Helping kids play with danger: crowdfunding a log-splitter, designed for children


#1

Originally published at: https://boingboing.net/2017/12/11/lincoln-parenting.html


#2

Looks safer than the axe I used to use.


#3

#4

This is my favorite (kid friendly) tool for splitting wood:

An amazing story of a young girl designing a tool that has been very successful commercially. I can’t recommend the tool enough. She designed it with safety in mind. There’s now two sizes to choose from.


#5

if you show them something that grabs their attention and you like like their skills it goes a whole new distance but comes with plenty of old objectivity


#6

Interesting; I taught my kids wedge’n’sledge when they were too little to use a splitting maul or axe.

The only problem I see here is the limited size of log it will take… Most of the stuff I’m breaking up for fuel is bigger than that.


#7

https://www.amazon.com/Dangerous-Things-Should-Your-Children/dp/0451234197

I totally advocate for letting kids do things with some risk to it because as mentioned, it allows them to test their boundaries and limits, but also spurs creative problem solving. As a kid i spent a lot of time with my friends thinking up clever ways to do DYI forts, gadgets, traps, pranks, board games, etc.


#8

download


#9

Photo courtesy of John Baldessari


#10

As a child, I lived in Log Lady Country (quite literally). We used the wedge and sledge method as well. The hardwood Madrone was very popular as a quarter of a log would burn hard for hours. It is a twisty wood that routinely swallows wedges slammed in all the way to their head. More than once, I had to brush hot sparks out of my hair after a mighty slam of the sledgehammer would heat up the wedge.

Since these activities were conducted in a bathrobe in the dead of winter, frustration was common.

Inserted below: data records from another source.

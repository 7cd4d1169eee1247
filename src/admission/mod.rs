// Admission control module

pub mod controller;

pub use controller::{effective_timeout, AdmissionController, AdmissionGuard, AdmissionStats};
// Prometheus metrics registry and collectors

use lazy_static::lazy_static;
use prometheus::{
    register_counter_vec_with_registry, register_gauge_vec_with_registry,
    register_histogram_vec_with_registry, CounterVec, Encoder, GaugeVec, HistogramVec, Opts,
    Registry, TextEncoder,
};

lazy_static! {
    /// Global Prometheus registry
    pub static ref REGISTRY: Registry = Registry::new();

    // ============================================================================
    // CACHE METRICS
    // ============================================================================

    /// Result cache operations
    pub static ref CACHE_OPERATIONS: CounterVec = register_counter_vec_with_registry!(
        Opts::new("cache_operations_total", "Total result cache operations"),
        &["operation"], // operation: hit, miss, store, evict, expire, reject
        REGISTRY
    ).unwrap();

    /// Current cache usage
    pub static ref CACHE_USAGE: GaugeVec = register_gauge_vec_with_registry!(
        Opts::new("cache_usage_current", "Current result cache usage"),
        &["unit"], // unit: items, bytes
        REGISTRY
    ).unwrap();

    // ============================================================================
    // ADMISSION METRICS
    // ============================================================================

    /// Admission attempts by outcome
    pub static ref ADMISSIONS: CounterVec = register_counter_vec_with_registry!(
        Opts::new("admissions_total", "Total admission attempts"),
        &["outcome"], // outcome: granted, timeout, closed
        REGISTRY
    ).unwrap();

    /// Adaptive admission state
    pub static ref ADMISSION_STATE: GaugeVec = register_gauge_vec_with_registry!(
        Opts::new("admission_state", "Adaptive admission limit and occupancy"),
        &["kind"], // kind: limit, active, waiting
        REGISTRY
    ).unwrap();

    // ============================================================================
    // WORKER METRICS
    // ============================================================================

    /// Worker process outcomes
    pub static ref WORKER_OUTCOMES: CounterVec = register_counter_vec_with_registry!(
        Opts::new("worker_outcomes_total", "Total worker process outcomes"),
        &["outcome"], // outcome: success, failed, timeout, killed
        REGISTRY
    ).unwrap();

    /// End-to-end synthesis duration
    pub static ref SYNTHESIS_DURATION: HistogramVec = register_histogram_vec_with_registry!(
        prometheus::HistogramOpts::new("synthesis_duration_seconds", "Synthesis job duration")
            .buckets(vec![0.1, 0.25, 0.5, 1.0, 2.5, 5.0, 10.0, 30.0, 60.0]),
        &["model", "cache"],
        REGISTRY
    ).unwrap();

    // ============================================================================
    // ERROR METRICS
    // ============================================================================

    /// Errors seen by the error handler
    pub static ref ERRORS: CounterVec = register_counter_vec_with_registry!(
        Opts::new("errors_total", "Total classified errors"),
        &["code", "category"],
        REGISTRY
    ).unwrap();

    /// Recoveries applied by the error handler
    pub static ref RECOVERIES: CounterVec = register_counter_vec_with_registry!(
        Opts::new("recoveries_total", "Total recoveries and degradations applied"),
        &["code", "kind"],
        REGISTRY
    ).unwrap();
}

/// Gather all metrics and return as Prometheus text format
pub fn gather_metrics() -> String {
    let encoder = TextEncoder::new();
    let metric_families = REGISTRY.gather();
    let mut buffer = Vec::new();
    if let Err(e) = encoder.encode(&metric_families, &mut buffer) {
        tracing::warn!("Failed to encode metrics: {}", e);
    }
    String::from_utf8_lossy(&buffer).into_owned()
}

#[cfg(test)]
mod tests {
    use super::*;

    #[test]
    fn test_metrics_registration() {
        // Vec collectors only appear once a label set has been touched
        CACHE_OPERATIONS.with_label_values(&["hit"]).inc();
        ADMISSIONS.with_label_values(&["granted"]).inc();
        WORKER_OUTCOMES.with_label_values(&["success"]).inc();

        let metrics = gather_metrics();
        assert!(metrics.contains("cache_operations_total"));
        assert!(metrics.contains("admissions_total"));
        assert!(metrics.contains("worker_outcomes_total"));
    }
}
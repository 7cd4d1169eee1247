// Resource monitoring module

pub mod manager;
pub mod models;
pub mod probe;
pub mod validation;

pub use manager::{MemoryPoint, ResourceMonitor};
pub use models::{LatencyStats, LoadCounts, ResourceSnapshot, ResourceStatus};
pub use probe::{StaticProbe, SysinfoProbe, SystemProbe, SystemReadings};
pub use validation::{validate_system_resources, HostCapacity, ValidationReport};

Those holes punched in the wall of the garage were deliberate. That’s what you get for giving a kid a sledgehammer. This rig is a marked improvement over that and a future that childhood me could get behind.


#12

I support anything that makes children more productive. It’s time these pudgy freeloaders worked for their juice boxes and Pokemon.


#13

Children work together to rotate a ring, which acts as a lever, to slowly drive down a spring loaded axe into a log.

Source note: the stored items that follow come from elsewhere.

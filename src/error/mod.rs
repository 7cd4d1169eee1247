// Error taxonomy for the synthesis gateway

use axum::http::StatusCode;
use axum::response::{IntoResponse, Response};
use serde::{Deserialize, Serialize};
use serde_json::{json, Map, Value};
use std::fmt;
use thiserror::Error;

/// Stable error codes, grouped by the domain that produced them.
#[derive(Debug, Clone, Copy, PartialEq, Eq, Hash, PartialOrd, Ord, Serialize, Deserialize)]
#[serde(rename_all = "SCREAMING_SNAKE_CASE")]
pub enum ErrorCode {
    // Model
    ModelNotFound,
    ModelInvalid,
    ModelLoadFailed,
    SpeakerNotFound,

    // Request
    InvalidText,
    TextTooLong,
    InvalidSpeakerId,
    InvalidModelName,

    // System
    ResourceExhausted,
    TtsEngineFailed,
    TtsTimeout,
    CacheError,
    SystemOverload,

    // Configuration
    ConfigInvalid,
    DependencyMissing,
    StartupFailed,
}

/// Domain an [`ErrorCode`] belongs to.
#[derive(Debug, Clone, Copy, PartialEq, Eq, Hash, Serialize, Deserialize)]
#[serde(rename_all = "lowercase")]
pub enum ErrorCategory {
    Model,
    Request,
    System,
    Configuration,
}

impl ErrorCode {
    pub const ALL: [ErrorCode; 16] = [
        ErrorCode::ModelNotFound,
        ErrorCode::ModelInvalid,
        ErrorCode::ModelLoadFailed,
        ErrorCode::SpeakerNotFound,
        ErrorCode::InvalidText,
        ErrorCode::TextTooLong,
        ErrorCode::InvalidSpeakerId,
        ErrorCode::InvalidModelName,
        ErrorCode::ResourceExhausted,
        ErrorCode::TtsEngineFailed,
        ErrorCode::TtsTimeout,
        ErrorCode::CacheError,
        ErrorCode::SystemOverload,
        ErrorCode::ConfigInvalid,
        ErrorCode::DependencyMissing,
        ErrorCode::StartupFailed,
    ];

    pub fn as_str(&self) -> &'static str {
        match self {
            ErrorCode::ModelNotFound => "MODEL_NOT_FOUND",
            ErrorCode::ModelInvalid => "MODEL_INVALID",
            ErrorCode::ModelLoadFailed => "MODEL_LOAD_FAILED",
            ErrorCode::SpeakerNotFound => "SPEAKER_NOT_FOUND",
            ErrorCode::InvalidText => "INVALID_TEXT",
            ErrorCode::TextTooLong => "TEXT_TOO_LONG",
            ErrorCode::InvalidSpeakerId => "INVALID_SPEAKER_ID",
            ErrorCode::InvalidModelName => "INVALID_MODEL_NAME",
            ErrorCode::ResourceExhausted => "RESOURCE_EXHAUSTED",
            ErrorCode::TtsEngineFailed => "TTS_ENGINE_FAILED",
            ErrorCode::TtsTimeout => "TTS_TIMEOUT",
            ErrorCode::CacheError => "CACHE_ERROR",
            ErrorCode::SystemOverload => "SYSTEM_OVERLOAD",
            ErrorCode::ConfigInvalid => "CONFIG_INVALID",
            ErrorCode::DependencyMissing => "DEPENDENCY_MISSING",
            ErrorCode::StartupFailed => "STARTUP_FAILED",
        }
    }

    pub fn category(&self) -> ErrorCategory {
        match self {
            ErrorCode::ModelNotFound
            | ErrorCode::ModelInvalid
            | ErrorCode::ModelLoadFailed
            | ErrorCode::SpeakerNotFound => ErrorCategory::Model,
            ErrorCode::InvalidText
            | ErrorCode::TextTooLong
            | ErrorCode::InvalidSpeakerId
            | ErrorCode::InvalidModelName => ErrorCategory::Request,
            ErrorCode::ResourceExhausted
            | ErrorCode::TtsEngineFailed
            | ErrorCode::TtsTimeout
            | ErrorCode::CacheError
            | ErrorCode::SystemOverload => ErrorCategory::System,
            ErrorCode::ConfigInvalid
            | ErrorCode::DependencyMissing
            | ErrorCode::StartupFailed => ErrorCategory::Configuration,
        }
    }
}

impl fmt::Display for ErrorCode {
    fn fmt(&self, f: &mut fmt::Formatter<'_>) -> fmt::Result {
        f.write_str(self.as_str())
    }
}

impl ErrorCategory {
    pub fn as_str(&self) -> &'static str {
        match self {
            ErrorCategory::Model => "model",
            ErrorCategory::Request => "request",
            ErrorCategory::System => "system",
            ErrorCategory::Configuration => "configuration",
        }
    }
}

/// A typed failure leaving the core.
///
/// Carries a stable code, a human message, structured details and the
/// correlation id of the job that failed.
#[derive(Error, Debug)]
#[error("{code}: {message}")]
pub struct SynthError {
    pub code: ErrorCode,
    pub message: String,
    pub details: Map<String, Value>,
    pub correlation_id: Option<String>,
    #[source]
    pub source: Option<Box<dyn std::error::Error + Send + Sync + 'static>>,
}

impl SynthError {
    pub fn new(code: ErrorCode, message: impl Into<String>) -> Self {
        Self {
            code,
            message: message.into(),
            details: Map::new(),
            correlation_id: None,
            source: None,
        }
    }

    /// Attach one structured detail, replacing any previous value for `key`.
    pub fn with_detail(mut self, key: &str, value: impl Into<Value>) -> Self {
        self.details.insert(key.to_string(), value.into());
        self
    }

    pub fn with_correlation_id(mut self, correlation_id: impl Into<String>) -> Self {
        self.correlation_id = Some(correlation_id.into());
        self
    }

    pub fn with_source<E>(mut self, source: E) -> Self
    where
        E: std::error::Error + Send + Sync + 'static,
    {
        self.source = Some(Box::new(source));
        self
    }

    pub fn category(&self) -> ErrorCategory {
        self.code.category()
    }

    /// Configuration and startup errors are never subject to recovery.
    pub fn is_fatal(&self) -> bool {
        self.category() == ErrorCategory::Configuration
    }

    pub fn config_invalid(key: &str, message: impl Into<String>) -> Self {
        Self::new(ErrorCode::ConfigInvalid, message).with_detail("config_key", key)
    }

    /// Serializable view used in API bodies and error records.
    pub fn to_detail(&self) -> ErrorDetail {
        ErrorDetail {
            code: self.code,
            message: self.message.clone(),
            details: self.details.clone(),
            correlation_id: self.correlation_id.clone(),
        }
    }

    fn status_code(&self) -> StatusCode {
        match self.code {
            ErrorCode::ResourceExhausted | ErrorCode::SystemOverload => {
                StatusCode::SERVICE_UNAVAILABLE
            }
            ErrorCode::TtsTimeout => StatusCode::GATEWAY_TIMEOUT,
            _ => match self.category() {
                ErrorCategory::Model => StatusCode::NOT_FOUND,
                ErrorCategory::Request => StatusCode::BAD_REQUEST,
                ErrorCategory::System | ErrorCategory::Configuration => {
                    StatusCode::INTERNAL_SERVER_ERROR
                }
            },
        }
    }
}

/// Structured error detail information
#[derive(Debug, Clone, Serialize, Deserialize)]
pub struct ErrorDetail {
    pub code: ErrorCode,
    pub message: String,
    pub details: Map<String, Value>,
    pub correlation_id: Option<String>,
}

impl From<std::io::Error> for SynthError {
    fn from(err: std::io::Error) -> Self {
        let code = if err.kind() == std::io::ErrorKind::NotFound {
            ErrorCode::DependencyMissing
        } else {
            ErrorCode::TtsEngineFailed
        };
        SynthError::new(code, format!("I/O error: {}", err)).with_source(err)
    }
}

impl From<config::ConfigError> for SynthError {
    fn from(err: config::ConfigError) -> Self {
        SynthError::new(ErrorCode::ConfigInvalid, format!("Config parsing error: {}", err))
            .with_source(err)
    }
}

// Convert SynthError to HTTP responses for Axum
impl IntoResponse for SynthError {
    fn into_response(self) -> Response {
        let status = self.status_code();
        let body = json!({
            "error": {
                "code": self.code,
                "category": self.category().as_str(),
                "message": self.message,
                "details": self.details,
                "correlation_id": self.correlation_id,
            }
        });

        (status, axum::Json(body)).into_response()
    }
}

pub type Result<T> = std::result::Result<T, SynthError>;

Now where’s the fun in that? If I was a kid I would want something more like a guillotine. Maybe with some lightning rods on top.


#14

I’m totally down with risky play being good for children, but since when is a log splitter designed to be safe for small children “risky”?

…or “play”, for that matter?

(Looks more like training for some factory treadmill job to me.)


#15

This topic was automatically closed after 5 days. New replies are no longer allowed.